Dataset START

//! Dubins path lengths and ATSP cost aggregation.
//!
//! Layout
//! - `angle`: compass heading ↔ mathematical angle, wrapping into `[0, 2π)`.
//! - `path`: shortest curve-straight-curve length between two configurations.
//! - `cost`: adjacency matrix and tour cost over caller-owned nodes.
//! - `scatter`: seeded node fixtures that respect the separation precondition.
//!
//! Headings are compass-style throughout: 0 along +y, clockwise positive.
//! All operations are pure; diagnostics go through `tracing`.

pub mod angle;
pub mod cfg;
pub mod cost;
pub mod error;
pub mod path;
pub mod scatter;
pub mod types;

/// Library version string.
pub const VERSION: &str = env!("CARGO_PKG_VERSION");

pub use cfg::{CostCfg, MAX_EDGE_COST, SEPARATION_FACTOR};
pub use cost::{
    build_adjacency_matrix, build_adjacency_matrix_with, build_configuration_matrix,
    configuration_tour_cost, tour_cost, tour_cost_with, tour_edge_lengths, CostMatrix,
    NodeGeometry,
};
pub use error::{CostError, DubinsError, EdgeError, ScatterError};
pub use path::{dubins_path_length, family_lengths, shortest_path, TurningCircles};
pub use types::{Configuration, DubinsLength, PathFamily};

/// Common exports for quick imports in callers.
pub mod prelude {
    pub use crate::angle::{angle_to_heading, heading_between, heading_to_angle, wrap_angle};
    pub use crate::cost::{
        build_adjacency_matrix, build_configuration_matrix, configuration_tour_cost, tour_cost,
        CostMatrix, NodeGeometry,
    };
    pub use crate::path::{dubins_path_length, shortest_path};
    pub use crate::scatter::{scatter_configurations, ScatterCfg};
    pub use crate::{Configuration, CostCfg, CostError, DubinsError, PathFamily};
    pub use nalgebra::Vector2 as Vec2;
}
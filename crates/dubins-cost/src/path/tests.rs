use super::*;
use crate::scatter::{scatter_configurations, ScatterCfg};
use proptest::prelude::*;
use std::f64::consts::{FRAC_PI_2, PI};

fn cfg(x: f64, y: f64, heading: f64) -> Configuration {
    Configuration::new(x, y, heading)
}

#[test]
fn aligned_headings_give_straight_line() {
    let len = dubins_path_length(&cfg(0.0, 0.0, 0.0), &cfg(0.0, 10.0, 0.0), 1.0).unwrap();
    assert!((len - 10.0).abs() < 1e-9, "len = {len}");
}

#[test]
fn quarter_turn_prefers_rsl() {
    // north at the origin, east at (10, 0)
    let best = shortest_path(&cfg(0.0, 0.0, 0.0), &cfg(10.0, 0.0, FRAC_PI_2), 1.0).unwrap();
    assert_eq!(best.family, PathFamily::Rsl);
    assert!((best.length - 10.626641324766426).abs() < 1e-9);

    let all = family_lengths(&cfg(0.0, 0.0, 0.0), &cfg(10.0, 0.0, FRAC_PI_2), 1.0).unwrap();
    let expected = [
        16.909366772111902,
        10.626641324766426,
        15.758001384837545,
        22.040935304751535,
    ];
    for ((family, len), (want_family, want)) in all.iter().zip(PathFamily::ALL.iter().zip(expected)) {
        assert_eq!(family, want_family);
        assert!((len - want).abs() < 1e-9, "{family}: {len} vs {want}");
    }
}

#[test]
fn u_turn_uses_crossing_family() {
    let best = shortest_path(&cfg(0.0, 0.0, 0.0), &cfg(0.0, 10.0, PI), 1.0).unwrap();
    assert!(matches!(best.family, PathFamily::Rsl | PathFamily::Lsr));
    assert!((best.length - 13.342267466303166).abs() < 1e-9);
}

#[test]
fn reversed_pair_has_different_length() {
    // Heading constraints make the cost direction-dependent; this is expected.
    let a = cfg(0.0, 0.0, 0.0);
    let b = cfg(10.0, 0.0, FRAC_PI_2);
    let ab = dubins_path_length(&a, &b, 1.0).unwrap();
    let ba = dubins_path_length(&b, &a, 1.0).unwrap();
    assert!((ab - 10.626641324766426).abs() < 1e-9);
    assert!((ba - 13.767774118522105).abs() < 1e-9);
    assert!((ab - ba).abs() > 1.0);
}

#[test]
fn general_pair_matches_reference_lengths() {
    let a = cfg(5.0, -3.0, 1.0);
    let b = cfg(-8.0, 12.0, 4.0);
    let best = shortest_path(&a, &b, 1.5).unwrap();
    assert_eq!(best.family, PathFamily::Lsl);
    assert!((best.length - 21.790979918737023).abs() < 1e-9);
    let back = shortest_path(&b, &a, 1.5).unwrap();
    assert!((back.length - 21.366201957967643).abs() < 1e-9);
}

#[test]
fn lengths_scale_with_radius() {
    let l1 = dubins_path_length(&cfg(0.0, 0.0, 0.0), &cfg(10.0, 0.0, FRAC_PI_2), 1.0).unwrap();
    let l2 = dubins_path_length(&cfg(0.0, 0.0, 0.0), &cfg(20.0, 0.0, FRAC_PI_2), 2.0).unwrap();
    assert!((2.0 * l1 - l2).abs() < 1e-9);
}

#[test]
fn separation_of_exactly_three_radii_is_accepted() {
    let len = dubins_path_length(&cfg(0.0, 0.0, 0.0), &cfg(0.0, 3.0, 0.0), 1.0).unwrap();
    assert!((len - 3.0).abs() < 1e-9);
}

#[test]
fn separation_below_three_radii_is_rejected() {
    let err = dubins_path_length(&cfg(0.0, 0.0, 0.0), &cfg(0.0, 3.0 - 1e-9, 0.0), 1.0).unwrap_err();
    assert!(matches!(err, DubinsError::DistanceTooShort { .. }));

    let err = dubins_path_length(&cfg(0.0, 0.0, 0.0), &cfg(2.0, 0.0, 1.0), 1.0).unwrap_err();
    match err {
        DubinsError::DistanceTooShort { distance, minimum } => {
            assert!((distance - 2.0).abs() < 1e-12);
            assert!((minimum - 3.0).abs() < 1e-12);
        }
        other => panic!("unexpected error {other:?}"),
    }
}

#[test]
fn overlapping_crossing_circles_are_infeasible() {
    // Both headed east, end directly north: start-left and end-right centers
    // are only r apart, so the LSR crossing tangent does not exist.
    let err = dubins_path_length(&cfg(0.0, 0.0, FRAC_PI_2), &cfg(0.0, 3.0, FRAC_PI_2), 1.0)
        .unwrap_err();
    match err {
        DubinsError::GeometryInfeasible { family, ratio } => {
            assert_eq!(family, PathFamily::Lsr);
            assert!(ratio > 1.0);
        }
        other => panic!("unexpected error {other:?}"),
    }

    // Mirrored: end directly south trips the RSL family instead.
    let err = dubins_path_length(&cfg(0.0, 0.0, FRAC_PI_2), &cfg(0.0, -3.0, FRAC_PI_2), 1.0)
        .unwrap_err();
    assert!(matches!(
        err,
        DubinsError::GeometryInfeasible {
            family: PathFamily::Rsl,
            ..
        }
    ));
}

#[test]
fn invalid_inputs_are_rejected() {
    let a = cfg(0.0, 0.0, 0.0);
    let b = cfg(0.0, 10.0, 0.0);
    for r in [0.0, -1.0, f64::NAN, f64::INFINITY] {
        assert!(matches!(
            dubins_path_length(&a, &b, r),
            Err(DubinsError::InvalidRadius { .. })
        ));
    }
    assert_eq!(
        dubins_path_length(&a, &cfg(f64::NAN, 10.0, 0.0), 1.0),
        Err(DubinsError::NonFinite)
    );
    assert_eq!(
        dubins_path_length(&cfg(0.0, 0.0, f64::INFINITY), &b, 1.0),
        Err(DubinsError::NonFinite)
    );
}

#[test]
fn heading_is_taken_modulo_full_turn() {
    let a = cfg(1.0, 2.0, 0.4);
    let b = cfg(9.0, -6.0, 2.5);
    let base = dubins_path_length(&a, &b, 1.0).unwrap();
    let shifted = dubins_path_length(
        &cfg(1.0, 2.0, 0.4 + 2.0 * std::f64::consts::TAU),
        &cfg(9.0, -6.0, 2.5 - std::f64::consts::TAU),
        1.0,
    )
    .unwrap();
    assert!((base - shifted).abs() < 1e-9);
}

#[test]
fn circles_sit_beside_the_vehicle() {
    let c = TurningCircles::new(&cfg(0.0, 0.0, 0.0), &cfg(0.0, 10.0, PI), 1.0);
    assert!((c.start_right - nalgebra::vector![1.0, 0.0]).norm() < 1e-12);
    assert!((c.start_left - nalgebra::vector![-1.0, 0.0]).norm() < 1e-12);
    // heading south: right is west
    assert!((c.end_right - nalgebra::vector![-1.0, 10.0]).norm() < 1e-12);
    assert!((c.end_left - nalgebra::vector![1.0, 10.0]).norm() < 1e-12);
}

#[test]
fn scattered_fixture_lengths_dominate_straight_line() {
    let scatter = ScatterCfg {
        count: 30,
        width: 60.0,
        height: 60.0,
        min_separation: 3.0,
        max_attempts: 100_000,
    };
    let nodes = scatter_configurations(&scatter, 7).unwrap();
    for a in &nodes {
        for b in &nodes {
            if a == b {
                continue;
            }
            match dubins_path_length(a, b, 1.0) {
                Ok(len) => assert!(len >= a.distance(b) - 1e-9),
                Err(e) => assert!(matches!(e, DubinsError::GeometryInfeasible { .. })),
            }
        }
    }
}

fn config_strategy() -> impl Strategy<Value = Configuration> {
    (-50.0f64..50.0, -50.0f64..50.0, -10.0f64..10.0).prop_map(|(x, y, h)| cfg(x, y, h))
}

proptest! {
    #[test]
    fn never_shorter_than_straight_line(
        a in config_strategy(),
        b in config_strategy(),
        r in 0.1f64..3.0,
    ) {
        prop_assume!(a.distance(&b) >= SEPARATION_FACTOR * r);
        if let Ok(len) = dubins_path_length(&a, &b, r) {
            prop_assert!(len.is_finite());
            prop_assert!(len >= a.distance(&b) - 1e-9);
        }
    }

    #[test]
    fn result_is_min_over_families(
        a in config_strategy(),
        b in config_strategy(),
        r in 0.1f64..3.0,
    ) {
        prop_assume!(a.distance(&b) >= SEPARATION_FACTOR * r);
        if let Ok(all) = family_lengths(&a, &b, r) {
            let best = shortest_path(&a, &b, r).unwrap();
            let min = all.iter().map(|(_, l)| *l).fold(f64::INFINITY, f64::min);
            prop_assert_eq!(best.length, min);
            for (_, l) in all {
                prop_assert!(l >= a.distance(&b) - 1e-9);
            }
        }
    }

    #[test]
    fn too_close_pairs_never_produce_a_number(
        a in config_strategy(),
        frac in 0.0f64..0.999,
        dir in 0.0f64..std::f64::consts::TAU,
        h in -10.0f64..10.0,
        r in 0.1f64..3.0,
    ) {
        let d = frac * SEPARATION_FACTOR * r;
        let b = cfg(a.x + d * dir.cos(), a.y + d * dir.sin(), h);
        let is_short = matches!(
            dubins_path_length(&a, &b, r),
            Err(DubinsError::DistanceTooShort { .. })
        );
        prop_assert!(is_short);
    }
}
// src/build/graph.rs

//! Build ordering over a concrete graph
//!
//! Edges point from a package to the packages it depends on. The
//! topological sort yields dependencies before dependents; among packages
//! that become ready together the name decides, so the order is stable
//! across runs.
//!
//! # Example
//!
//! ```ignore
//! use spackle::build::BuildGraph;
//!
//! let graph = BuildGraph::from_concrete(&concrete);
//! // ["zlib", "hdf5", "app"]
//! let order = graph.topological_sort()?;
//! ```

use crate::error::{Error, Result};
use crate::spec::ConcreteGraph;
use std::collections::{BTreeMap, BTreeSet};

/// Dependency structure of one install
#[derive(Debug, Default, Clone)]
pub struct BuildGraph {
    /// Key: package name, Value: packages it depends on
    edges: BTreeMap<String, BTreeSet<String>>,
    /// Key: package name, Value: packages that depend on it
    reverse_edges: BTreeMap<String, BTreeSet<String>>,
}

impl BuildGraph {
    pub fn new() -> Self {
        Self::default()
    }

    pub fn from_concrete(graph: &ConcreteGraph) -> Self {
        let mut build = Self::new();
        for (name, node) in graph.nodes() {
            let deps: Vec<&str> = node.dependencies.keys().map(String::as_str).collect();
            build.add_package(name, &deps);
        }
        build
    }

    /// Add a package with its dependencies, merging with existing edges
    pub fn add_package(&mut self, name: &str, dependencies: &[&str]) {
        self.edges.entry(name.to_string()).or_default();
        self.reverse_edges.entry(name.to_string()).or_default();

        for dep in dependencies {
            self.edges.entry(dep.to_string()).or_default();
            self.edges
                .entry(name.to_string())
                .or_default()
                .insert(dep.to_string());
            self.reverse_edges
                .entry(dep.to_string())
                .or_default()
                .insert(name.to_string());
        }
    }

    pub fn len(&self) -> usize {
        self.edges.len()
    }

    pub fn is_empty(&self) -> bool {
        self.edges.is_empty()
    }

    pub fn dependencies(&self, name: &str) -> Option<&BTreeSet<String>> {
        self.edges.get(name)
    }

    pub fn dependents(&self, name: &str) -> Option<&BTreeSet<String>> {
        self.reverse_edges.get(name)
    }

    /// Number of direct dependencies per package
    pub fn pending_counts(&self) -> BTreeMap<String, usize> {
        self.edges
            .iter()
            .map(|(name, deps)| (name.clone(), deps.len()))
            .collect()
    }

    /// Dependencies-first order, ties broken by name
    pub fn topological_sort(&self) -> Result<Vec<String>> {
        let mut pending = self.pending_counts();
        let mut ready: BTreeSet<String> = pending
            .iter()
            .filter(|(_, count)| **count == 0)
            .map(|(name, _)| name.clone())
            .collect();
        let mut order = Vec::with_capacity(self.edges.len());

        while let Some(name) = ready.pop_first() {
            if let Some(dependents) = self.reverse_edges.get(&name) {
                for dependent in dependents {
                    if let Some(count) = pending.get_mut(dependent) {
                        *count -= 1;
                        if *count == 0 {
                            ready.insert(dependent.clone());
                        }
                    }
                }
            }
            order.push(name);
        }

        if order.len() != self.edges.len() {
            let stuck: Vec<&str> = pending
                .iter()
                .filter(|(_, count)| **count > 0)
                .map(|(name, _)| name.as_str())
                .collect();
            return Err(Error::ParseError(format!(
                "Circular dependency among: {}",
                stuck.join(", ")
            )));
        }
        Ok(order)
    }

    /// Every package that depends on `name`, directly or not
    pub fn transitive_dependents(&self, name: &str) -> BTreeSet<String> {
        let mut result = BTreeSet::new();
        let mut stack = vec![name.to_string()];
        while let Some(current) = stack.pop() {
            if let Some(dependents) = self.reverse_edges.get(&current) {
                for dependent in dependents {
                    if result.insert(dependent.clone()) {
                        stack.push(dependent.clone());
                    }
                }
            }
        }
        result
    }
}

#[cfg(test)]
mod tests {
    use super::*;

    fn diamond() -> BuildGraph {
        let mut graph = BuildGraph::new();
        graph.add_package("app", &["hdf5", "zlib"]);
        graph.add_package("hdf5", &["zlib", "mpich"]);
        graph.add_package("mpich", &[]);
        graph.add_package("zlib", &[]);
        graph.add_package("tool", &[]);
        graph
    }

    #[test]
    fn test_empty_graph() {
        let graph = BuildGraph::new();
        assert!(graph.is_empty());
        assert!(graph.topological_sort().unwrap().is_empty());
    }

    #[test]
    fn test_stable_order() {
        let order = diamond().topological_sort().unwrap();
        assert_eq!(order, vec!["mpich", "tool", "zlib", "hdf5", "app"]);
    }

    #[test]
    fn test_cycle_detection() {
        let mut graph = BuildGraph::new();
        graph.add_package("a", &["b"]);
        graph.add_package("b", &["a"]);
        graph.add_package("c", &[]);
        let err = graph.topological_sort().unwrap_err();
        assert!(err.to_string().contains("a, b"));
    }

    #[test]
    fn test_transitive_dependents() {
        let graph = diamond();
        let blocked = graph.transitive_dependents("zlib");
        assert_eq!(blocked.into_iter().collect::<Vec<_>>(), vec!["app", "hdf5"]);
        assert!(graph.transitive_dependents("tool").is_empty());
        assert_eq!(graph.pending_counts()["hdf5"], 2);
    }
}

Dataset END

» **Problem details**:
Look over the records above and filter for each line with the word "ConcreteGraph".

» **Result of this task**:
use crate::spec::ConcreteGraph;
    pub fn from_concrete(graph: &ConcreteGraph) -> Self {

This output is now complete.